INPUT DATA:

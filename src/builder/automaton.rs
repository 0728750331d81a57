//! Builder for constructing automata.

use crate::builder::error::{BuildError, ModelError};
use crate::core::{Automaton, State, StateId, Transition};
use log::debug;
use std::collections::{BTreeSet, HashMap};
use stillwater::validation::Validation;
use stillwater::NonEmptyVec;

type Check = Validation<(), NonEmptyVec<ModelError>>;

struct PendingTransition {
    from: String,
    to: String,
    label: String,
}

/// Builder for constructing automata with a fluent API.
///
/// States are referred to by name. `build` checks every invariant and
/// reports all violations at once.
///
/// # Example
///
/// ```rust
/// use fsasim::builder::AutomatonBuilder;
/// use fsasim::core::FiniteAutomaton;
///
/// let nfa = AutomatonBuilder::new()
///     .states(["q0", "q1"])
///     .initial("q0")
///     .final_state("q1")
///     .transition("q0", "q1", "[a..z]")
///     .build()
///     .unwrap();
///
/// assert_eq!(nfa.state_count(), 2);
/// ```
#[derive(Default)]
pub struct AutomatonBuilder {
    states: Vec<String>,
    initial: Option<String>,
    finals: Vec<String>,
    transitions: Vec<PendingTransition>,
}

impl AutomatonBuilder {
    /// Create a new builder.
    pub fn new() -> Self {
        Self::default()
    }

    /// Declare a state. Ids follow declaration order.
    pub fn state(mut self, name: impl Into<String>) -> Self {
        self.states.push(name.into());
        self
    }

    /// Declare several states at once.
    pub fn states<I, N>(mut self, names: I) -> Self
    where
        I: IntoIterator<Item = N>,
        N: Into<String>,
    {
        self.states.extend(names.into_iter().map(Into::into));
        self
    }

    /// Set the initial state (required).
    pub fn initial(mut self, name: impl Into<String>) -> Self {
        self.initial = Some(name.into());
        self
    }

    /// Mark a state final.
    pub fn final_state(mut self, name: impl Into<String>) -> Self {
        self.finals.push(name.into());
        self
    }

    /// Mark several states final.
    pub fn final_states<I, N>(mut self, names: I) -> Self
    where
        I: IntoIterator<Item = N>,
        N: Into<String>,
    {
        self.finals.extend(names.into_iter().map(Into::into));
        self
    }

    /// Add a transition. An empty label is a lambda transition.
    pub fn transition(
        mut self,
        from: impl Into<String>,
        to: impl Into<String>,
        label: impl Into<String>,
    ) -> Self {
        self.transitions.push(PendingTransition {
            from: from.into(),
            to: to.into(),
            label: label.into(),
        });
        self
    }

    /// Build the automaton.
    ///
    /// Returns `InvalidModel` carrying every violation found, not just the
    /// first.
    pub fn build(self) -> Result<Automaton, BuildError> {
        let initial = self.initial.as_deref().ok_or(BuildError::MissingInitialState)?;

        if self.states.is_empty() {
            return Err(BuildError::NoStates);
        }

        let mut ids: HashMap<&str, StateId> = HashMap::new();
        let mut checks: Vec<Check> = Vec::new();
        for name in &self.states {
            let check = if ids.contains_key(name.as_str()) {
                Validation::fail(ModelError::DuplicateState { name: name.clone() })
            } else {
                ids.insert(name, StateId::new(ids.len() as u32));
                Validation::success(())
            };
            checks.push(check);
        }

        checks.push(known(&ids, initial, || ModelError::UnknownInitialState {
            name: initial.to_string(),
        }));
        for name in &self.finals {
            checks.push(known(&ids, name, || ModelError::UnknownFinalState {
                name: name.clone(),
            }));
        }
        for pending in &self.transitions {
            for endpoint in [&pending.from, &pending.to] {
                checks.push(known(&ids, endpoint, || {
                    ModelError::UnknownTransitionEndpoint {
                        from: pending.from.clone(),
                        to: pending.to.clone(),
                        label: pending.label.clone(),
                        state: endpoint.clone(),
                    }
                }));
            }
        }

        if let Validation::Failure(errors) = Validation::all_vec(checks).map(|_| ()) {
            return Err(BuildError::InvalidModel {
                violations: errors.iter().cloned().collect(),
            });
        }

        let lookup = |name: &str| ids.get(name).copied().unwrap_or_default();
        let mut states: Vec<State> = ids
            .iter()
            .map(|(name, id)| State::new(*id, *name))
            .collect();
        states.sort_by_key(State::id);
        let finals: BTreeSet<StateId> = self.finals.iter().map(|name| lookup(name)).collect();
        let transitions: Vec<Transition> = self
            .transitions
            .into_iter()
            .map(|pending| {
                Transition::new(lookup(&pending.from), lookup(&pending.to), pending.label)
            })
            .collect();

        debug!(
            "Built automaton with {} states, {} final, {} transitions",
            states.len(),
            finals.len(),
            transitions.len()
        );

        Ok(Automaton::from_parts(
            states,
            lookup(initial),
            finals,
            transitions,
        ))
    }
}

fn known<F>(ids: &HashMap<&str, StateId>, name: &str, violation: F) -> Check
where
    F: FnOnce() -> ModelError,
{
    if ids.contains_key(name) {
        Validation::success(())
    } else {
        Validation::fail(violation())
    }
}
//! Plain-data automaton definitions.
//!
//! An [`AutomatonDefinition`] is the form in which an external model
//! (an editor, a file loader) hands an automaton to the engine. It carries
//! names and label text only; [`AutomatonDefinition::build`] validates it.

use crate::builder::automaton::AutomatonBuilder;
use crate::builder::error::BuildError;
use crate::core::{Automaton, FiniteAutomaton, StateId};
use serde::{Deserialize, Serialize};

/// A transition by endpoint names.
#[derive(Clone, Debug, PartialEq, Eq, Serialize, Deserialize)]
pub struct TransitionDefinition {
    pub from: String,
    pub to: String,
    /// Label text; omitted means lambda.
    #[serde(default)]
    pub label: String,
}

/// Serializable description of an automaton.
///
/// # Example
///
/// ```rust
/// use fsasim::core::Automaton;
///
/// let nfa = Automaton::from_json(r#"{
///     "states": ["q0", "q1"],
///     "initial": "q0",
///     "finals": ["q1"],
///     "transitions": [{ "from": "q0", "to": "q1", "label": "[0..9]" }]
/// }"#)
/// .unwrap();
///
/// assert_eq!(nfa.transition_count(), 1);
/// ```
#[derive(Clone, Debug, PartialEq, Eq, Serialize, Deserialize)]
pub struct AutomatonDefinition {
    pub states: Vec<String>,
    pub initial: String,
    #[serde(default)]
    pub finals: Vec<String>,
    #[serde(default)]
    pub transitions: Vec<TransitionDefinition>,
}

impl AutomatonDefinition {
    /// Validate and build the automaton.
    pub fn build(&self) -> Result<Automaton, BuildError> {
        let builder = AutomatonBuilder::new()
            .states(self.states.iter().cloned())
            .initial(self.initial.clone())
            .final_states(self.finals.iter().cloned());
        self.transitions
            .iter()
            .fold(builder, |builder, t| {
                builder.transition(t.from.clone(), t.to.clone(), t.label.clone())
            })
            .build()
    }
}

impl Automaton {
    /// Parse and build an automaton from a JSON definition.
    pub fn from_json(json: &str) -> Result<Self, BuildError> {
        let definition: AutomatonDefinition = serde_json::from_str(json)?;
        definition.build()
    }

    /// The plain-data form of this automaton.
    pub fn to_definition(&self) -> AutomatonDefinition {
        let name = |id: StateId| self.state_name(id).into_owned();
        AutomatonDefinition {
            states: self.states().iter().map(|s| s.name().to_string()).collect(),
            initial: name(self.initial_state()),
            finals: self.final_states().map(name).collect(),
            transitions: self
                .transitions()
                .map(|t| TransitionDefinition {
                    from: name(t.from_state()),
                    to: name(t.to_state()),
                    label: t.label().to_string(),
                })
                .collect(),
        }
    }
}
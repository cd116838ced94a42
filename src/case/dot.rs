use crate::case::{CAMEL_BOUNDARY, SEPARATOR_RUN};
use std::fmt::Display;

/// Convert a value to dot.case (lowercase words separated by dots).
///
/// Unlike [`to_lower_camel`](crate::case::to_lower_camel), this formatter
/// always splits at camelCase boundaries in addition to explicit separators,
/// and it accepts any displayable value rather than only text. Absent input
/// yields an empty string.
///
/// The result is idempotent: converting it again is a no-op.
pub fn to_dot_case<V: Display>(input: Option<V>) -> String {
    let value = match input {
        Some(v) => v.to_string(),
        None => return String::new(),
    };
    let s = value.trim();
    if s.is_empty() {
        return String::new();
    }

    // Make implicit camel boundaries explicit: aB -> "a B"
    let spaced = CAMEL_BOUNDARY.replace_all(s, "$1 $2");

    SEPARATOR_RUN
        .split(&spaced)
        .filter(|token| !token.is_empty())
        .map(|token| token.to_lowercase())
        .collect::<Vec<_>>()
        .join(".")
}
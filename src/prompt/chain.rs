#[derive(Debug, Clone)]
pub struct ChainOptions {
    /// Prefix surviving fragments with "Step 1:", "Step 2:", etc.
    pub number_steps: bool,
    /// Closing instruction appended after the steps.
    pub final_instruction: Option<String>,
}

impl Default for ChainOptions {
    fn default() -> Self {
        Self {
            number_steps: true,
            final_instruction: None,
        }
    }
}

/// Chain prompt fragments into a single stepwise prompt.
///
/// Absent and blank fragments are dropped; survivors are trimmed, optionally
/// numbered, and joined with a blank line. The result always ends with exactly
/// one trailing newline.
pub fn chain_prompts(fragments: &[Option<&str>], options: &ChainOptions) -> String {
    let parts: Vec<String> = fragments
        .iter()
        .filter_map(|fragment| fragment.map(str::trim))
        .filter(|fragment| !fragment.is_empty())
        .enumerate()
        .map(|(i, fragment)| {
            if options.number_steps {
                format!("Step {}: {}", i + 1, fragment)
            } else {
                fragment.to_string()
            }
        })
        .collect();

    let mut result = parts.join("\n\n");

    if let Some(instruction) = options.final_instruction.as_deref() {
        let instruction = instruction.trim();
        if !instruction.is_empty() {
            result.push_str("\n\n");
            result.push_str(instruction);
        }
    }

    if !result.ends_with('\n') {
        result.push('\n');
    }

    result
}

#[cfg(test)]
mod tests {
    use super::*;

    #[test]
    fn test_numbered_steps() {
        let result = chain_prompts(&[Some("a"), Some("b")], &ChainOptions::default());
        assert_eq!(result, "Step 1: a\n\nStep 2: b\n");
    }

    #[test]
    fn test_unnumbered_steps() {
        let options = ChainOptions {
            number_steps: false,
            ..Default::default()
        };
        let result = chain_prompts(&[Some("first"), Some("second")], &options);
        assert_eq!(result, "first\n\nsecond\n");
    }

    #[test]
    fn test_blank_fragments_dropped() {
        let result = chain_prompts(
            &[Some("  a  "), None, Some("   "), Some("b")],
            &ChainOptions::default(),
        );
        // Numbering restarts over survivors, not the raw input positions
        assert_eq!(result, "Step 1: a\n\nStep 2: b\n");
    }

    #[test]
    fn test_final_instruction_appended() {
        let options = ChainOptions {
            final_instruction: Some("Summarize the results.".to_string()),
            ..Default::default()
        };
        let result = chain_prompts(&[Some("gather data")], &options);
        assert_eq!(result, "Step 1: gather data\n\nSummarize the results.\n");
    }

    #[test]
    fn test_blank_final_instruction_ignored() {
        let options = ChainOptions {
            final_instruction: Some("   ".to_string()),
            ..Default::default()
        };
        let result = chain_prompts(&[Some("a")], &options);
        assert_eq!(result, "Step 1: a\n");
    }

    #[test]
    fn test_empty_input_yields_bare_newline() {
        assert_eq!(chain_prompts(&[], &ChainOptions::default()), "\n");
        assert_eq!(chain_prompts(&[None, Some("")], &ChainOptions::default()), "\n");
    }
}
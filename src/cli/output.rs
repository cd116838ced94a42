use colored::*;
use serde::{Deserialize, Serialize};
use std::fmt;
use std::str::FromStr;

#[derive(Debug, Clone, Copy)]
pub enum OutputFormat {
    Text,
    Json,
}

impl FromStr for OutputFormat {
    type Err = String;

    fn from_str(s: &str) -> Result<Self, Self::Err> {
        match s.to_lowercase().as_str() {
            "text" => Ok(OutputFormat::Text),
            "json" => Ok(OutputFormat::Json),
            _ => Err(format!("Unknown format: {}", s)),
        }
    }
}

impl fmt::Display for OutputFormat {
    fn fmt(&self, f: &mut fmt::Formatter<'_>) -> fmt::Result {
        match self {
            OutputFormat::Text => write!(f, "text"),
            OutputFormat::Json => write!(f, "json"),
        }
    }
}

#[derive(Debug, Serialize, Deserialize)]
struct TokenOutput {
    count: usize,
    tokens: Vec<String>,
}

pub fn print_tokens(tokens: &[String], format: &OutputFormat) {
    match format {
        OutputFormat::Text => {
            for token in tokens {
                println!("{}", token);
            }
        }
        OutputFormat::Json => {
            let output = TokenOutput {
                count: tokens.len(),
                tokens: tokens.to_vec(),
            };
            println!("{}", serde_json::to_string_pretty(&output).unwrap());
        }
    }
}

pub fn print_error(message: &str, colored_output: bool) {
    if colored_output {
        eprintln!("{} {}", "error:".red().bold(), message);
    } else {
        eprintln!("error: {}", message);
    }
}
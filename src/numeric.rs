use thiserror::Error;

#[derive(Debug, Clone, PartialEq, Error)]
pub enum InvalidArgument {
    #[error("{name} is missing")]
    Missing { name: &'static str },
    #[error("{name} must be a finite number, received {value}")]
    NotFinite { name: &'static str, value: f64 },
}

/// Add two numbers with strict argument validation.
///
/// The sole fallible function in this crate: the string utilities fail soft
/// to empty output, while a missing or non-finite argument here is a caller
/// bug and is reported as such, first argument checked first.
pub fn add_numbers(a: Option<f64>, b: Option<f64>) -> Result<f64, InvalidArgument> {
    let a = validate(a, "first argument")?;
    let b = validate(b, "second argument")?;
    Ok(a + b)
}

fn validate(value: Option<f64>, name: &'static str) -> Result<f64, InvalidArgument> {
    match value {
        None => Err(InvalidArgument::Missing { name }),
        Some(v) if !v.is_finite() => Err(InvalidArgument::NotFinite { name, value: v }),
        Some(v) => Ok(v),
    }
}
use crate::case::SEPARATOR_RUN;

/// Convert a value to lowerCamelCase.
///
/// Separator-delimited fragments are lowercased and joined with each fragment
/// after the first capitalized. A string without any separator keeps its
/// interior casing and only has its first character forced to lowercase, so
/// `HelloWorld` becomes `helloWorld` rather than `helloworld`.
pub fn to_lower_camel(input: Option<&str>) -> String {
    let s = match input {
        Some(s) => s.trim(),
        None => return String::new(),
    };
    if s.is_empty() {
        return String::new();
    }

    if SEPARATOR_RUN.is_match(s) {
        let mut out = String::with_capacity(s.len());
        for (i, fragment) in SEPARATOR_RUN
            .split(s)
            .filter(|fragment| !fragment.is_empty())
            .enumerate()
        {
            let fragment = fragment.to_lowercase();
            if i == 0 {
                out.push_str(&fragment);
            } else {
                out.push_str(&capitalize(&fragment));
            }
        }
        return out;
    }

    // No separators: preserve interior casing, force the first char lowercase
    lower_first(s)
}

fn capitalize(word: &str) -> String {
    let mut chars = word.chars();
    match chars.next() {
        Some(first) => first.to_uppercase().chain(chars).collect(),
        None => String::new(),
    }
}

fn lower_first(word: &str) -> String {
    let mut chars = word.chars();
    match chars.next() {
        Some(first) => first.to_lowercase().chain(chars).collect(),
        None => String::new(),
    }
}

WHAT IS NEEDED: Using the entries above, give again exactly the lines from the line holding "several states final." through the line holding "a lambda transition.". Include both end lines and nothing else.

TASK SOLUTION:
    /// Mark several states final.
    pub fn final_states<I, N>(mut self, names: I) -> Self
    where
        I: IntoIterator<Item = N>,
        N: Into<String>,
    {
        self.finals.extend(names.into_iter().map(Into::into));
        self
    }

    /// Add a transition. An empty label is a lambda transition.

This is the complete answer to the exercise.